Liczydło.AI

Abacus.AI to platforma sztucznej inteligencji i uczenia maszynowego z siedzibą w San Francisco Bay Area .

Opis

Początkowo znana jako RealityEngines.AI, firma została założona przez Bindu Reddy'ego, Arvinda Sundararajana i Siddartha Naidu w 2019 roku. Abacus.AI wprowadza na rynek terminy sztuczna inteligencja i uczenie maszynowe . Firma zebrała 5,3 miliona dolarów w rundzie finansowania początkowego prowadzonej przez Erica Schmidta w 2019 roku. W 2020 roku zebrała 13 milionów dolarów, na czele z Index Ventures (zmieniając nazwę na Abacus.AI w styczniu) i 22 miliony dolarów, na czele z Coatue . W 2021 roku zebrała 50 milionów dolarów, kierowana przez Tiger Global Management .

Technologia

Abacus.AI może służyć do konfigurowania potoków danych, określania niestandardowych transformacji specyficznych dla uczenia maszynowego, trenowania modeli oraz wdrażania i monitorowania ich, a także budowania systemów głębokiego uczenia . Oprócz platformy podstawowej, Abacus.AI zapewnia przepływy pracy specyficzne dla przypadków użycia, w tym personalizację, prognozowanie i wykrywanie anomalii . Firma wynalazła kilka metod wyszukiwania architektury neuronowej, które mogą tworzyć niestandardowe sieci neuronowe z zestawów danych w oparciu o określony przypadek użycia.

Abacus.AI może łączyć się z różnymi źródłami danych, w tym S3, Google Cloud i Azure, co ułatwia konfigurowanie transformacji danych na potrzeby uczenia maszynowego. Po przekształceniu danych Abacus.AI wykorzystuje wyszukiwania architektury neuronowej (NAS) w celu stworzenia niestandardowej sieci neuronowej w oparciu o dostarczony zestaw danych i przypadek użycia. Dane są przekazywane platformie, a następnie oceniane w celu określenia, które „narzędzie” (NAS) najlepiej pasuje do danego przypadku użycia. Różne przypadki użycia, takie jak prognozowanie popytu, redukcja rezygnacji i rozpoznawanie jednostek nazw, będą wykorzystywać różne techniki NAS, aby zapewnić najlepszy model. Na przykład do wykrywania incydentów Abacus.AI wykorzystuje technikę zwaną koderami wariacyjnymi.

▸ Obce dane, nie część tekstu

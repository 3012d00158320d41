//! Terminal-independent table layout.
//!
//! This module provides:
//! - **Column**: column definitions and the default image columns
//! - **Measure**: minimum width of the primary (name) column
//! - **Plan**: which detail columns fit a terminal width
//! - **Text**: truncation and cell alignment by code point
//!
//! Everything here is pure. Styling and writing belong to the CLI renderer.

mod column;
mod measure;
mod plan;
pub mod text;

pub use column::{default_columns, Alignment, Column, Emphasis, ValueFn};
pub use measure::widest_primary_value;
pub use plan::{clamp_width, plan_columns, TableLayout};
pub use text::{fit_cell, truncate, Cell};

/// Spaces between two adjacent columns.
pub const COLUMN_SPACING: usize = 3;

/// Narrowest primary column allowed while any detail column is shown.
pub const MIN_PRIMARY_WIDTH: usize = 12;

/// Width used when the destination cannot report one.
pub const DEFAULT_WIDTH: usize = 80;

/// Smallest width the planner will work with.
pub const MIN_WIDTH: usize = 20;

/// Code points taken by a tree connector such as `├─ `.
pub const CONNECTOR_WIDTH: usize = 3;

Abacus.AI korzysta z autonomicznej usługi generowania sztucznej inteligencji, ogłoszonej w styczniu 2020 r. Chociaż może to prowadzić do tego, że sieci neuronowe nie będą trenowane z danymi istotnymi dla klienta, Abacus.AI twierdzi, że tworzy dane syntetyczne, które rozszerzają oryginalny zestaw danych, a następnie trenuje model głębokiego uczenia się na połączonym zbiorze danych.

Ta usługa sztucznej inteligencji wykorzystuje generatywną sieć przeciwstawną (GAN), technikę, która generuje nowe podobne dane na podstawie zestawu szkoleniowego. Udoskonalili tę technikę za pomocą augmentacji danych (DAGAN), tworząc syntetyczne zestawy danych, gdy nie ma wystarczającej ilości danych do uczenia.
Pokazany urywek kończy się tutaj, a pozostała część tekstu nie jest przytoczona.